→ **INSTRUCTIONS TO FOLLOW**
State the number of lines in the entries below where the string "evaluate" occurs, and omit everything else.

═══ INPUT DATA

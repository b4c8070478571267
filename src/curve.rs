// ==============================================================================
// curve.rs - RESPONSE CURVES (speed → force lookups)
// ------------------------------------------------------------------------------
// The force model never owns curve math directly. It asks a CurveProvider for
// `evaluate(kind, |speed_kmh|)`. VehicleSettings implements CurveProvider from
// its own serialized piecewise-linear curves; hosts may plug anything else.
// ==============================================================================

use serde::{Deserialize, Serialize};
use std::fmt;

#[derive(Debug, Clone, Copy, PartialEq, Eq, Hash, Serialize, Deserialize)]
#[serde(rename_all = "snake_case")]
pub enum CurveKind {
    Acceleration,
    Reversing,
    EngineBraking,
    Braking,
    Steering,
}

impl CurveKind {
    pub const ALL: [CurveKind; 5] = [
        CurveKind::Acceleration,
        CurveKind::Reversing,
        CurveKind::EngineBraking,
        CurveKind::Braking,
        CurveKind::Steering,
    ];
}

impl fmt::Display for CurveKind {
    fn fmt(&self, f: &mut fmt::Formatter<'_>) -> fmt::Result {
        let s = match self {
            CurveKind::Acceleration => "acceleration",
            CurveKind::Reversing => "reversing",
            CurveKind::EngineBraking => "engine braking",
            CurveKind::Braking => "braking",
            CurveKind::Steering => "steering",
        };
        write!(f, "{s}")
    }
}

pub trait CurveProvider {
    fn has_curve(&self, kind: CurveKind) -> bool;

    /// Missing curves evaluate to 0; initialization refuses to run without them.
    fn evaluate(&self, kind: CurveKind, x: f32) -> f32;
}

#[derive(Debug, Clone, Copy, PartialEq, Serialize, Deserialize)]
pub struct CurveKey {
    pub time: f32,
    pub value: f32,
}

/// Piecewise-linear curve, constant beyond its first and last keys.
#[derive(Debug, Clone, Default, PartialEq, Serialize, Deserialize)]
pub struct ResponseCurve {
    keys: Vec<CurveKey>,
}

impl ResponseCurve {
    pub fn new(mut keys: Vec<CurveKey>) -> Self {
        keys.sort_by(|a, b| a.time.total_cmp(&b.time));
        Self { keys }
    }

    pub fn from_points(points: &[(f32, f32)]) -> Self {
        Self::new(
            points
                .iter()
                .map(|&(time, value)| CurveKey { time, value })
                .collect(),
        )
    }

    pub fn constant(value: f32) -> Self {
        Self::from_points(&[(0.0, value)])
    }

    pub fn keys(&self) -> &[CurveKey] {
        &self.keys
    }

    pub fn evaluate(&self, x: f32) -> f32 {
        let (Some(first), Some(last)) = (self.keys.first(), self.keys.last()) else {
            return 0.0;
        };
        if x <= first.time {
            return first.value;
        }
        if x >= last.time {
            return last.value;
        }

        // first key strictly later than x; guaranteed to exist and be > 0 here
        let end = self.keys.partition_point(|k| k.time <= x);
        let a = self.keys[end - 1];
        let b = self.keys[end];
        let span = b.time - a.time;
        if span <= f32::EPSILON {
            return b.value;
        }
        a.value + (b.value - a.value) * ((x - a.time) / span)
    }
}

══════
═══ INPUT DATA

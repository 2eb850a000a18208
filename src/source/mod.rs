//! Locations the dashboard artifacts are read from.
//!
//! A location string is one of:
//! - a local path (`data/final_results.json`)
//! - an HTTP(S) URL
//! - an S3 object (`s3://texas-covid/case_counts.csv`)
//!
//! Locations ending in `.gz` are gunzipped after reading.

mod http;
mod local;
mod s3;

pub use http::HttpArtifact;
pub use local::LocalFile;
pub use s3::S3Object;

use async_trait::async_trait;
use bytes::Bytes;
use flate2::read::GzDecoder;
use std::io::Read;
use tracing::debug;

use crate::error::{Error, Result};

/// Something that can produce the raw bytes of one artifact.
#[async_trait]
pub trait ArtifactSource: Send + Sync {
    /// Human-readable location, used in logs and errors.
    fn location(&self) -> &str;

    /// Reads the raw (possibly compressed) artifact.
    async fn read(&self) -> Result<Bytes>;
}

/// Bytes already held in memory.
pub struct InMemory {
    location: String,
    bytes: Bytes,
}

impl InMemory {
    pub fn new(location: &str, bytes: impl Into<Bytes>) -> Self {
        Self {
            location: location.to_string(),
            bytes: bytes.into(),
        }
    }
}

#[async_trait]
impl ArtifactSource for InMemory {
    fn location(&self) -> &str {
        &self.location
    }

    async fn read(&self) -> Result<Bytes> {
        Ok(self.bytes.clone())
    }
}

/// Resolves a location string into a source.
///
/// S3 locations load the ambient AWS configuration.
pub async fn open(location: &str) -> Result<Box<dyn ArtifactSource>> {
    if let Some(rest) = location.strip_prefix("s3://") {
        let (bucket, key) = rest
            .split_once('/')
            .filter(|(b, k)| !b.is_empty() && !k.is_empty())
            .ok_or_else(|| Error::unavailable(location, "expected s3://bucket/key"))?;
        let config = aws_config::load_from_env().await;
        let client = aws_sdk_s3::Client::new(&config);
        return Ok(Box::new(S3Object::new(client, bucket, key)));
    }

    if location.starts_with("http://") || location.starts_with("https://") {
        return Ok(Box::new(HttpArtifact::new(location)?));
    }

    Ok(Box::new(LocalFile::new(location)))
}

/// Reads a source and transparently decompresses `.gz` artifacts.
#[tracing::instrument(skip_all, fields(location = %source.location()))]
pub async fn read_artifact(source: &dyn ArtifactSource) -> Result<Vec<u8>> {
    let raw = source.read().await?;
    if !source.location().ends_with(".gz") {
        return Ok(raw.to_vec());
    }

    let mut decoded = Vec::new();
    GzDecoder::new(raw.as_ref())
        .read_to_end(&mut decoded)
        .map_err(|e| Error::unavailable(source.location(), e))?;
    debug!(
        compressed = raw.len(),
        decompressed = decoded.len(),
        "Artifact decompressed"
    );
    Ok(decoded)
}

══════

→ **ANSWER SECTION**
4